Made in Britain map“We want the words: ‘Made in Britain, Created in Britain, Designed in Britain, Invented in Britain’ to drive our nation forward. A Britain carried aloft by the march of the makers” said Chancellor of the Exchequer George Osborne in his 2011 Budget speech.

In his prime time BBC documentary Made in Britain Evan Davis argued that creativity and innovation is the life blood of the British economy and mapped future scenarios. We have created a globalised economy in which new materials and processes proliferate, products and services have merged, digital and analogue are a continuum, and R&D funding models are being fundamentally challenged. Yet, substantial and high quality manufacturing is still core to London and its hinterland – from Coca Cola to Ford Motors, tractor makers to manufacturers of electrical products – and many global companies choose London as their creative hub.

On Friday 16 September, as part of the London Design Festival, we have co-programmed and Nico Macdonald is chairing the debate Designed in Britain, Made in Britain with the Imperial College-RCA Design London programme. This debate takes place at Imperial College London.
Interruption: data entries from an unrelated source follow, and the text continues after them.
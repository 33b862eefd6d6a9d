//! ---
//! ems_section: "11-simulation"
//! ems_subsection: "01-bootstrap"
//! ems_type: "source"
//! ems_scope: "code"
//! ems_description: "Test harness for the participant runtime and shared exports."
//! ems_version: "v0.0.0-prealpha"
//! ems_owner: "tbd"
//! ---
use std::collections::{HashMap, VecDeque};
use std::sync::Arc;
use std::time::Duration;

use async_trait::async_trait;
use parking_lot::Mutex;
use r_ven_common::{Clock, SystemClock};
use r_ven_msg::{
    log_request, log_response, ActivePeriod, Event, EventBatch, EventSignal, EventStatus,
    ReportReading, ReportRequest, Request, RequestPayload, ResponseDescriptor, ResponsePayload,
    ResponseStatus, Service, SignalInterval, Transport, TransportError,
};
use tracing::info;

/// Behaviour of the simulated coordinator.
#[derive(Debug, Clone)]
pub struct VtnSettings {
    pub vtn_id: String,
    /// Only this participant name may register.
    pub accepted_ven_name: String,
    pub assigned_ven_id: String,
    pub registration_id: String,
    pub market_context: String,
}

impl Default for VtnSettings {
    fn default() -> Self {
        Self {
            vtn_id: "MyVTN".into(),
            accepted_ven_name: "ven123".into(),
            assigned_ven_id: "ven123".into(),
            registration_id: "reg_id_123".into(),
            market_context: "http://marketcontext01".into(),
        }
    }
}

#[derive(Default)]
struct VtnState {
    requests: Vec<Request>,
    poll_script: VecDeque<Option<ResponsePayload>>,
    failures: HashMap<Service, VecDeque<String>>,
}

/// In-process coordinator implementing [`Transport`].
///
/// Polls are answered from a scripted queue; once it is empty every poll
/// distributes the single `event001` demo event.
#[derive(Clone)]
pub struct SimulatedVtn {
    settings: VtnSettings,
    clock: Arc<dyn Clock>,
    state: Arc<Mutex<VtnState>>,
}

/// Failure reported when the simulated coordinator rejects a registration.
pub const INVALID_ID_CODE: u16 = 452;

impl SimulatedVtn {
    pub fn new(settings: VtnSettings) -> Self {
        Self {
            settings,
            clock: Arc::new(SystemClock),
            state: Arc::default(),
        }
    }

    pub fn with_clock(mut self, clock: Arc<dyn Clock>) -> Self {
        self.clock = clock;
        self
    }

    pub fn settings(&self) -> &VtnSettings {
        &self.settings
    }

    /// Queue the answer for the next poll.
    pub fn push_poll(&self, reply: Option<ResponsePayload>) {
        self.state.lock().poll_script.push_back(reply);
    }

    /// Queue a batch to be distributed on the next poll.
    pub fn distribute(&self, events: Vec<Event>) -> String {
        let mut batch = EventBatch::new(events);
        batch.vtn_id = Some(self.settings.vtn_id.clone());
        let request_id = batch.request_id.clone();
        self.push_poll(Some(ResponsePayload::DistributeEvent(batch)));
        request_id
    }

    /// Make the next request routed to `service` fail at the transport level.
    pub fn fail_next(&self, service: Service, reason: impl Into<String>) {
        self.state
            .lock()
            .failures
            .entry(service)
            .or_default()
            .push_back(reason.into());
    }

    pub fn requests(&self) -> Vec<Request> {
        self.state.lock().requests.clone()
    }

    pub fn request_kinds(&self) -> Vec<&'static str> {
        self.state.lock().requests.iter().map(Request::kind).collect()
    }

    /// Every event response received, in submission order.
    pub fn event_responses(&self) -> Vec<ResponseDescriptor> {
        self.state
            .lock()
            .requests
            .iter()
            .filter_map(|request| match &request.payload {
                RequestPayload::CreatedEvent {
                    event_responses, ..
                } => Some(event_responses.clone()),
                _ => None,
            })
            .flatten()
            .collect()
    }

    /// Every report reading received, in submission order.
    pub fn readings(&self) -> Vec<ReportReading> {
        self.state
            .lock()
            .requests
            .iter()
            .filter_map(|request| match &request.payload {
                RequestPayload::UpdateReport { readings, .. } => Some(readings.clone()),
                _ => None,
            })
            .flatten()
            .collect()
    }

    /// The demo event distributed when no poll answer is scripted.
    pub fn demo_event(&self) -> Event {
        let now = self.clock.now();
        let duration = Duration::from_secs(10 * 60);
        Event::new("event001", 0, EventStatus::Far, ActivePeriod::new(now, duration))
            .with_market_context(self.settings.market_context.clone())
            .with_signal(EventSignal {
                signal_id: "signal001".into(),
                signal_name: "simple".into(),
                signal_type: "level".into(),
                intervals: vec![SignalInterval {
                    dtstart: now,
                    duration,
                    payload: 1.0,
                }],
            })
    }

    fn answer(&self, request: &Request) -> Option<ResponsePayload> {
        match &request.payload {
            RequestPayload::CreatePartyRegistration { ven_name, .. } => {
                if *ven_name == self.settings.accepted_ven_name {
                    info!(ven_name = %ven_name, "simulated coordinator accepted registration");
                    Some(ResponsePayload::CreatedPartyRegistration {
                        response: ResponseStatus::ok(Some(request.request_id.clone())),
                        ven_id: Some(self.settings.assigned_ven_id.clone()),
                        registration_id: Some(self.settings.registration_id.clone()),
                    })
                } else {
                    info!(ven_name = %ven_name, "simulated coordinator refused registration");
                    Some(ResponsePayload::CreatedPartyRegistration {
                        response: ResponseStatus::error(INVALID_ID_CODE, "Invalid ID"),
                        ven_id: None,
                        registration_id: None,
                    })
                }
            }
            RequestPayload::Poll { .. } => {
                let scripted = self.state.lock().poll_script.pop_front();
                match scripted {
                    Some(reply) => reply,
                    None => {
                        let mut batch = EventBatch::new(vec![self.demo_event()]);
                        batch.vtn_id = Some(self.settings.vtn_id.clone());
                        Some(ResponsePayload::DistributeEvent(batch))
                    }
                }
            }
            RequestPayload::CreatedEvent {
                ven_id,
                event_responses,
                ..
            } => {
                for response in event_responses {
                    info!(
                        ven_id = %ven_id,
                        event_id = %response.event_id,
                        opt_type = %response.opt_type,
                        "participant responded to event"
                    );
                }
                Some(ResponsePayload::Response(ResponseStatus::ok(Some(
                    request.request_id.clone(),
                ))))
            }
            RequestPayload::RegisterReport { reports, .. } => {
                let report_requests = reports
                    .iter()
                    .map(|report| ReportRequest {
                        report_specifier_id: report.report_specifier_id.clone(),
                        resource_id: report.resource_id.clone(),
                        measurement: report.measurement.clone(),
                    })
                    .collect();
                Some(ResponsePayload::RegisteredReport {
                    response: ResponseStatus::ok(Some(request.request_id.clone())),
                    report_requests,
                })
            }
            RequestPayload::UpdateReport { ven_id, readings } => {
                for reading in readings {
                    info!(
                        ven_id = %ven_id,
                        resource_id = %reading.resource_id,
                        measurement = %reading.measurement,
                        value = reading.value,
                        "participant reported"
                    );
                }
                Some(ResponsePayload::UpdatedReport {
                    response: ResponseStatus::ok(Some(request.request_id.clone())),
                })
            }
            RequestPayload::CancelPartyRegistration {
                registration_id, ..
            } => Some(ResponsePayload::CanceledPartyRegistration {
                response: ResponseStatus::ok(Some(request.request_id.clone())),
                registration_id: registration_id.clone(),
            }),
        }
    }
}

impl Default for SimulatedVtn {
    fn default() -> Self {
        Self::new(VtnSettings::default())
    }
}

#[async_trait]
impl Transport for SimulatedVtn {
    async fn submit(&self, request: Request) -> r_ven_msg::Result<Option<ResponsePayload>> {
        log_request(self.name(), &request);
        let service = request.service();
        let failure = {
            let mut state = self.state.lock();
            state.requests.push(request.clone());
            state
                .failures
                .get_mut(&service)
                .and_then(VecDeque::pop_front)
        };
        if let Some(reason) = failure {
            return Err(TransportError::Unreachable {
                service: service.path(),
                reason,
            });
        }
        let answer = self.answer(&request);
        log_response(self.name(), &request, answer.as_ref());
        Ok(answer)
    }

    fn name(&self) -> &'static str {
        "simulated_vtn"
    }
}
Taking part are Bonnie Dean, Chief Executive of the Bristol & Bath Science Park and Chair of Economic Policy Committee, Engineers Employers Federation; Gus Desbarats, Chairman of TheAlloy: experience led design, National Chairman of British Design Innovation; Nick Leon, Director of Design London; Miles Parker, Managing Director of Linx Associates Ltd and co-founder of the Thames Gateway Manufacturing Alliance; and Kwickscreen founders Michael Korn and Denis Anscomb, a company incubated by Design London and recent winner of the UK leg of the James Dyson Award.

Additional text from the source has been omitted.